In Chapter 16 of The Catcher in the Rye, the second-to-the-last paragraph reads,
I took my hunting hat out of my pocket while I walked, and put it on. I knew I wouldn't meet anybody that knew me, and it was pretty damp out. I kept walking and walking, and I kept thinking about old Phoebe going to that museum on Saturdays the way I used to. I thought how she'd see the same stuff I used to see, and how she'd be different every time she saw it. It didn't exactly depress me to think about it, but it didn't make me feel gay [happy] as hell, either. Certain things they [sic] should stay the way they are....Anyway, I kept thinking about all that while I walked.

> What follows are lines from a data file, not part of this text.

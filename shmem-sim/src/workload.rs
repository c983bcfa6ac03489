// Copyright (c) 2025 Graphcore Ltd. All rights reserved.

//! Random memory traffic over a shared set of lines.

use rand::rngs::StdRng;
use rand::{Rng, SeedableRng};
use shmem_perf_model::instruction::{BasicBlock, Instruction};
use shmem_protocols::types::Address;

#[derive(Copy, Clone, Debug, PartialEq, Eq)]
pub struct MemoryAccess {
    pub address: Address,
    pub write: bool,
}

impl MemoryAccess {
    /// The basic block executed by a core making this access: some
    /// computation followed by the access itself.
    #[must_use]
    pub fn basic_block(&self, compute_cycles: u64) -> BasicBlock {
        let access = if self.write {
            Instruction::memory_write(self.address, 0)
        } else {
            Instruction::memory_read(self.address, 0)
        };
        BasicBlock::new(vec![Instruction::generic(compute_cycles), access])
    }
}

/// A random access generator.
///
/// Emits `num_to_send` line-aligned accesses to the first `num_lines`
/// lines of memory.
pub struct RandomWorkload {
    line_size_bytes: u64,
    num_lines: u64,
    write_percent: u32,
    num_to_send: usize,

    num_sent: usize,
    rng: StdRng,
}

impl RandomWorkload {
    #[must_use]
    pub fn new(
        seed: u64,
        line_size_bytes: usize,
        num_lines: usize,
        write_percent: u32,
        num_to_send: usize,
    ) -> Self {
        Self {
            line_size_bytes: line_size_bytes as u64,
            num_lines: num_lines.max(1) as u64,
            write_percent: write_percent.min(100),
            num_to_send,
            num_sent: 0,
            rng: StdRng::seed_from_u64(seed),
        }
    }
}

impl Iterator for RandomWorkload {
    type Item = MemoryAccess;

    fn next(&mut self) -> Option<Self::Item> {
        if self.num_sent >= self.num_to_send {
            return None;
        }
        self.num_sent += 1;

        let line = self.rng.gen_range(0..self.num_lines);
        let write = self.rng.gen_range(0..100) < self.write_percent;
        Some(MemoryAccess {
            address: line * self.line_size_bytes,
            write,
        })
    }
}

Written in the vernacular of the 1950's, there is an almost diary-like style to Holden's confessional narration that touches upon the interior monologues of this age. Certainly, in this paragraph, it becomes evident that Holden Caulfield has difficulty dealing with reality. His central conflict of desire for isolation--he hides under the red hunting hat where he can be different--vs. need for companionship are defined in this paragraphs by means of symbolism. That is, Holden's desire for the company of Phoebe and Allie, two pure and innocent youngsters, is symbolized by the red hat which matches the color of their hair; then, this desire conflicts with his urge to withdraw from a society that he perceives is hypocritical, feelings that are symbolized by the "big glass cases" in which he desires certain things could be preserved. Holden longs for something that is constant, wishing that certain things such as purity and innocence could be kept pure and protected in these cases "and just leave them alone." In addition to expressing the conflicts within Holden, this paragraph also serves to depict his trepidation about entering the world of adults.